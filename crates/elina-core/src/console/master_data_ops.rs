//! Master code administration and spreadsheet upload.

use log::info;

use super::Console;
use crate::{
    bulk_import::ImportFile,
    error::{ConsoleError, Result},
    models::{BulkUploadResult, MasterCode, MasterCodeDraft},
    params::Id,
    transport::{ApiRequest, FilePart},
};

fn validate_draft(draft: &MasterCodeDraft) -> Result<()> {
    if draft.code_type.trim().is_empty() {
        return Err(ConsoleError::validation("codeType").with_reason("must not be empty"));
    }
    if draft.code_value.trim().is_empty() {
        return Err(ConsoleError::validation("codeValue").with_reason("must not be empty"));
    }
    Ok(())
}

impl Console {
    pub async fn code_types(&self) -> Result<Vec<String>> {
        self.client
            .fetch(ApiRequest::get("/api/master-codes/code-types"))
            .await
    }

    pub async fn master_codes(&self, code_type: &str) -> Result<Vec<MasterCode>> {
        self.client
            .fetch(ApiRequest::get(format!(
                "/api/master-codes/by-type/{code_type}"
            )))
            .await
    }

    pub async fn create_master_code(&self, draft: &MasterCodeDraft) -> Result<MasterCode> {
        validate_draft(draft)?;
        let code: MasterCode = self
            .client
            .fetch(ApiRequest::post("/api/master-codes").json(draft)?)
            .await?;
        info!("Created master code {}/{}", code.code_type, code.code_value);
        Ok(code)
    }

    pub async fn update_master_code(&self, code: &Id, draft: &MasterCodeDraft) -> Result<MasterCode> {
        validate_draft(draft)?;
        let updated: MasterCode = self
            .client
            .fetch(ApiRequest::put(format!("/api/master-codes/{}", code.id)).json(draft)?)
            .await?;
        info!("Updated master code {}", code.id);
        Ok(updated)
    }

    pub async fn delete_master_code(&self, code: &Id) -> Result<()> {
        self.client
            .execute(ApiRequest::delete(format!("/api/master-codes/{}", code.id)))
            .await?;
        info!("Deleted master code {}", code.id);
        Ok(())
    }

    /// Sends a spreadsheet to the bulk endpoint. With `dry_run` the backend
    /// only reports what it would do.
    pub async fn upload_master_codes(
        &self,
        file: &ImportFile,
        dry_run: bool,
    ) -> Result<BulkUploadResult> {
        let request = ApiRequest::post("/api/master-codes/bulk-upload").multipart(FilePart {
            field: "file".to_string(),
            file_name: file.file_name().to_string(),
            bytes: file.bytes().to_vec(),
            fields: vec![("dryRun".to_string(), dry_run.to_string())],
        });
        let result: BulkUploadResult = self.client.fetch(request).await?;
        info!(
            "Bulk upload of {} ({}): {} valid, {} invalid",
            file.file_name(),
            if dry_run { "dry run" } else { "commit" },
            result.valid_rows,
            result.invalid_rows
        );
        Ok(result)
    }
}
※
WHAT NEEDS TO BE DONE:
Without leaving anything out, transcribe the records above exactly.

SOLUTION FOR THIS PROBLEM:
filename crates/elina-core/src/console/master_data_ops.rs
//! Master code administration and spreadsheet upload.

use log::info;

use super::Console;
use crate::{
    bulk_import::ImportFile,
    error::{ConsoleError, Result},
    models::{BulkUploadResult, MasterCode, MasterCodeDraft},
    params::Id,
    transport::{ApiRequest, FilePart},
};

fn validate_draft(draft: &MasterCodeDraft) -> Result<()> {
    if draft.code_type.trim().is_empty() {
        return Err(ConsoleError::validation("codeType").with_reason("must not be empty"));
    }
    if draft.code_value.trim().is_empty() {
        return Err(ConsoleError::validation("codeValue").with_reason("must not be empty"));
    }
    Ok(())
}

impl Console {
    pub async fn code_types(&self) -> Result<Vec<String>> {
        self.client
            .fetch(ApiRequest::get("/api/master-codes/code-types"))
            .await
    }

    pub async fn master_codes(&self, code_type: &str) -> Result<Vec<MasterCode>> {
        self.client
            .fetch(ApiRequest::get(format!(
                "/api/master-codes/by-type/{code_type}"
            )))
            .await
    }

    pub async fn create_master_code(&self, draft: &MasterCodeDraft) -> Result<MasterCode> {
        validate_draft(draft)?;
        let code: MasterCode = self
            .client
            .fetch(ApiRequest::post("/api/master-codes").json(draft)?)
            .await?;
        info!("Created master code {}/{}", code.code_type, code.code_value);
        Ok(code)
    }

    pub async fn update_master_code(&self, code: &Id, draft: &MasterCodeDraft) -> Result<MasterCode> {
        validate_draft(draft)?;
        let updated: MasterCode = self
            .client
            .fetch(ApiRequest::put(format!("/api/master-codes/{}", code.id)).json(draft)?)
            .await?;
        info!("Updated master code {}", code.id);
        Ok(updated)
    }

    pub async fn delete_master_code(&self, code: &Id) -> Result<()> {
        self.client
            .execute(ApiRequest::delete(format!("/api/master-codes/{}", code.id)))
            .await?;
        info!("Deleted master code {}", code.id);
        Ok(())
    }

    /// Sends a spreadsheet to the bulk endpoint. With `dry_run` the backend
    /// only reports what it would do.
    pub async fn upload_master_codes(
        &self,
        file: &ImportFile,
        dry_run: bool,
    ) -> Result<BulkUploadResult> {
        let request = ApiRequest::post("/api/master-codes/bulk-upload").multipart(FilePart {
            field: "file".to_string(),
            file_name: file.file_name().to_string(),
            bytes: file.bytes().to_vec(),
            fields: vec![("dryRun".to_string(), dry_run.to_string())],
        });
        let result: BulkUploadResult = self.client.fetch(request).await?;
        info!(
            "Bulk upload of {} ({}): {} valid, {} invalid",
            file.file_name(),
            if dry_run { "dry run" } else { "commit" },
            result.valid_rows,
            result.invalid_rows
        );
        Ok(result)
    }
}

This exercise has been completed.